Work instruction
Using the entries below, write out the line with "filename src/model/train.rs", the line with "epoch's forward pass.", and every line in between, exactly as each is written.

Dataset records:
<<<<
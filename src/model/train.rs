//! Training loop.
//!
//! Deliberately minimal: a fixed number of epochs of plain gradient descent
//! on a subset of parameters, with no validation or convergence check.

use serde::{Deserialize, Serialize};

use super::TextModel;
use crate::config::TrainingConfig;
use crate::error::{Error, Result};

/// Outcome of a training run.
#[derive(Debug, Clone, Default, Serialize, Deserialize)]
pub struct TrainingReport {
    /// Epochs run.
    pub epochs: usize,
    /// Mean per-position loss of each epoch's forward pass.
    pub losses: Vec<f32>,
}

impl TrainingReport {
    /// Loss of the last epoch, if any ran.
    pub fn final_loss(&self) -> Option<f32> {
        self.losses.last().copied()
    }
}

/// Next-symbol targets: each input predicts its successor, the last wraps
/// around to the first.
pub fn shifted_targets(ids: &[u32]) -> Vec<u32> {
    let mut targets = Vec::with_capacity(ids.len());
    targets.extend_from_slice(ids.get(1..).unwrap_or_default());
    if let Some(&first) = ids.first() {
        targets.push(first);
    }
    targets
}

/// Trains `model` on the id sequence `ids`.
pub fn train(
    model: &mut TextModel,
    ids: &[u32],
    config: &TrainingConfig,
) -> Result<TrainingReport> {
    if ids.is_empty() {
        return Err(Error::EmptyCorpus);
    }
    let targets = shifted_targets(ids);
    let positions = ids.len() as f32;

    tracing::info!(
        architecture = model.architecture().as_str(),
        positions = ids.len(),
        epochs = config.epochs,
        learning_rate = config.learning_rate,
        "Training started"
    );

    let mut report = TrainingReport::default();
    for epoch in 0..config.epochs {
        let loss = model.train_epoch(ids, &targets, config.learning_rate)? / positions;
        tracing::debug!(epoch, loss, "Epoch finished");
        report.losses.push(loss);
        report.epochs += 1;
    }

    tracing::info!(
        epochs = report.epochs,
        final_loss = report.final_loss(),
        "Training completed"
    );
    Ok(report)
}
>>>>
<<<<
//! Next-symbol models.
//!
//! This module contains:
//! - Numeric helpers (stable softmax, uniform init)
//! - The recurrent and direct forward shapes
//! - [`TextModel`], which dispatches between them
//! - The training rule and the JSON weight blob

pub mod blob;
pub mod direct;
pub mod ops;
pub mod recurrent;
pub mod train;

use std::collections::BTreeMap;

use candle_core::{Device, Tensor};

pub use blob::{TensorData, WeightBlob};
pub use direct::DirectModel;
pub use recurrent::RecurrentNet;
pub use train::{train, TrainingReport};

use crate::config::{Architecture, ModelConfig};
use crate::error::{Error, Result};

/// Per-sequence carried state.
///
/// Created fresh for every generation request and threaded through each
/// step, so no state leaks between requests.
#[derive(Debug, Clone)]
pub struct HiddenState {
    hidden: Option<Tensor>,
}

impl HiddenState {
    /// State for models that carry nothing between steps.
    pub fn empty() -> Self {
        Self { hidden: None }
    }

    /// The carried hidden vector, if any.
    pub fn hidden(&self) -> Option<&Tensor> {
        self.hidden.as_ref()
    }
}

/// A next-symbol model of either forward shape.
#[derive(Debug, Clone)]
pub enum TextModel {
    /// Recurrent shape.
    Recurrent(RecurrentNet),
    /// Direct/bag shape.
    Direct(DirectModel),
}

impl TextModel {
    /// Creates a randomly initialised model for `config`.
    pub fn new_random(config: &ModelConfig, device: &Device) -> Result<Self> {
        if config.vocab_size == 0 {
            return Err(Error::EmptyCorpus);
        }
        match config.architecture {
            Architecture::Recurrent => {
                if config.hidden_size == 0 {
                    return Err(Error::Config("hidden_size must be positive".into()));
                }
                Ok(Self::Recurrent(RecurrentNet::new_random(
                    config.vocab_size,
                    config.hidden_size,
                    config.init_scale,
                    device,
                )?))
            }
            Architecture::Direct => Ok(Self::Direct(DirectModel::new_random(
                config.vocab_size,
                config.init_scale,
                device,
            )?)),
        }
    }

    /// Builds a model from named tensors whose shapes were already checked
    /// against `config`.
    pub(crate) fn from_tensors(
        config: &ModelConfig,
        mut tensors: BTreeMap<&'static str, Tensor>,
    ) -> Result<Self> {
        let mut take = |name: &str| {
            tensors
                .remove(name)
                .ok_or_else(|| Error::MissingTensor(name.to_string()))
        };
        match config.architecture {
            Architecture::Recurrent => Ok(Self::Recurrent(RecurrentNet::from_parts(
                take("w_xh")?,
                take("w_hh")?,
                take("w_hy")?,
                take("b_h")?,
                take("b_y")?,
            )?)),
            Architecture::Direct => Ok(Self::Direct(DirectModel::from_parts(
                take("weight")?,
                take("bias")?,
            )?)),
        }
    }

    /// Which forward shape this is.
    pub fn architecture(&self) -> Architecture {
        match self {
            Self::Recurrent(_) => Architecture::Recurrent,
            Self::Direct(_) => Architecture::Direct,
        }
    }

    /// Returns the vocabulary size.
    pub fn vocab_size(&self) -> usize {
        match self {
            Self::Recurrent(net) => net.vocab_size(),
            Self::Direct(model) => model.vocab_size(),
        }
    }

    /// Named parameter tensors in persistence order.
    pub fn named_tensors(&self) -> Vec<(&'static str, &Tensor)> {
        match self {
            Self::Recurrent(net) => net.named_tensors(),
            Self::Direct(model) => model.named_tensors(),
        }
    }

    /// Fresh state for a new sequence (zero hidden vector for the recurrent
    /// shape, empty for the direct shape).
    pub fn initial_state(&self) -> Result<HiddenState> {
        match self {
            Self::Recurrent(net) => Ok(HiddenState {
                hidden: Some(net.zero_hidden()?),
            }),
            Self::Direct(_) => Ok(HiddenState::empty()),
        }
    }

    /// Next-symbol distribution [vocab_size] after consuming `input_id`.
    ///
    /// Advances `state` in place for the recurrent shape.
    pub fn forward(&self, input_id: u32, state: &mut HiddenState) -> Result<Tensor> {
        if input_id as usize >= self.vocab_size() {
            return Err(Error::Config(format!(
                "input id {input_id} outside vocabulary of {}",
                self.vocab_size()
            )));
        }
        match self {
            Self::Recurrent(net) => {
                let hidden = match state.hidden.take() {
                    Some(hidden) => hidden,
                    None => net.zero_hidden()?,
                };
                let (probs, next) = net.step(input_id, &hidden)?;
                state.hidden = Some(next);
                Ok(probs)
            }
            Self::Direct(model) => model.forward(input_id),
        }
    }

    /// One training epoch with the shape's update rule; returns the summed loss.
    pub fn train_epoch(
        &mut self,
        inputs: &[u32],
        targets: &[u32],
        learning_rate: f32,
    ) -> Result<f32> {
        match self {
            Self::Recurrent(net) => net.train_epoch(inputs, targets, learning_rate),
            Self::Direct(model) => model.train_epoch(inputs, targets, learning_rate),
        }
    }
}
>>>>
<<<<
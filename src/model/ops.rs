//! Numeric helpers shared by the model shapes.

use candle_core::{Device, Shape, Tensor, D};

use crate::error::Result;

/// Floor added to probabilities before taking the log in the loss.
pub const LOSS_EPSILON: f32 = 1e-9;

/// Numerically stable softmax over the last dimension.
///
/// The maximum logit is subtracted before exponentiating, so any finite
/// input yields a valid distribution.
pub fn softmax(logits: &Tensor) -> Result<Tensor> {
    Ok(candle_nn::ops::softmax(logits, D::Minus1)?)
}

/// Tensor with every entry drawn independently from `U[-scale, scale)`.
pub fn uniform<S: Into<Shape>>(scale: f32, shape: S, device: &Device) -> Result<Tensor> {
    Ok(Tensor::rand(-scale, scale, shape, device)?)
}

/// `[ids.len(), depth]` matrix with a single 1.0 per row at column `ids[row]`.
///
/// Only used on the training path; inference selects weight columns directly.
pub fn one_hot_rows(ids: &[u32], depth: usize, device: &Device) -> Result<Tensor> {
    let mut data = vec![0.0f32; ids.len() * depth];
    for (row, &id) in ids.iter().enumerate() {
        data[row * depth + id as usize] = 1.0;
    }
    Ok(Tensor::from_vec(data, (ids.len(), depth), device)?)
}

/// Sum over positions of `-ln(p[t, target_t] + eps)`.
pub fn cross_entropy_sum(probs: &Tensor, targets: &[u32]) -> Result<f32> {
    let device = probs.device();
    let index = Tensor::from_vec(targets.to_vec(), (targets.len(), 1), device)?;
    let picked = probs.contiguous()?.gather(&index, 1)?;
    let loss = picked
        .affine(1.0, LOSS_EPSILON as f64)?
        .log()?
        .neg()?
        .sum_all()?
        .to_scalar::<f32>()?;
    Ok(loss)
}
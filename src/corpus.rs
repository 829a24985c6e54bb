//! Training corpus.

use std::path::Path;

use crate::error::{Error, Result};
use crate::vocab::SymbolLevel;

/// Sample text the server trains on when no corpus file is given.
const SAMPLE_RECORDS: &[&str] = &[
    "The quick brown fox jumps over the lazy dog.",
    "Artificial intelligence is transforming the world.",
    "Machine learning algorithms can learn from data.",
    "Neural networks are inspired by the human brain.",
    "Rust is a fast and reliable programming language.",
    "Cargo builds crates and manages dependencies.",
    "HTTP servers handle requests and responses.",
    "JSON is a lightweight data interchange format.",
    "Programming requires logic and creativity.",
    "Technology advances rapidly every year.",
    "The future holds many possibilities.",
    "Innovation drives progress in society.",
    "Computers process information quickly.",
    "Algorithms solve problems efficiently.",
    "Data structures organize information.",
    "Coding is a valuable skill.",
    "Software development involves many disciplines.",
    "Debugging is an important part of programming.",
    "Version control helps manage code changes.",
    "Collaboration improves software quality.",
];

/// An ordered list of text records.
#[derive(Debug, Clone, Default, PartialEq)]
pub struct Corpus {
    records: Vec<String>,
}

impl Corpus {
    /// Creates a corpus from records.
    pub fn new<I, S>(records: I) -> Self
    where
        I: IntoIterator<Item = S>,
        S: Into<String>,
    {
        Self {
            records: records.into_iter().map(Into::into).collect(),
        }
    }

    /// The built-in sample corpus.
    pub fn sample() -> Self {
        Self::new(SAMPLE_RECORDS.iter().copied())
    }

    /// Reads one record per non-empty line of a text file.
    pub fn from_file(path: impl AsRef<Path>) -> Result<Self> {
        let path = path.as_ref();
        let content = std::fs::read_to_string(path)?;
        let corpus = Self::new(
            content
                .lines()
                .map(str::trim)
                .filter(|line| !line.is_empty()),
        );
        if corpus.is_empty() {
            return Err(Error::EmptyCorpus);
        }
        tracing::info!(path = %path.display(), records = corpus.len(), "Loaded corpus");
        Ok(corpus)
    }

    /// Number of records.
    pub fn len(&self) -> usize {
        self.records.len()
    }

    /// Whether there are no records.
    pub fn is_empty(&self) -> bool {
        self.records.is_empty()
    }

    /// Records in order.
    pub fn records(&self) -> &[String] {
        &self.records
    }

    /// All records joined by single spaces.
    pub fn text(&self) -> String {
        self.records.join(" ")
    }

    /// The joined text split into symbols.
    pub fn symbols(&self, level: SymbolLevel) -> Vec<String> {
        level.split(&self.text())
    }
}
>>>>
Solution for this task
filename src/model/train.rs
//! Training loop.
//!
//! Deliberately minimal: a fixed number of epochs of plain gradient descent
//! on a subset of parameters, with no validation or convergence check.

use serde::{Deserialize, Serialize};

use super::TextModel;
use crate::config::TrainingConfig;
use crate::error::{Error, Result};

/// Outcome of a training run.
#[derive(Debug, Clone, Default, Serialize, Deserialize)]
pub struct TrainingReport {
    /// Epochs run.
    pub epochs: usize,
    /// Mean per-position loss of each epoch's forward pass.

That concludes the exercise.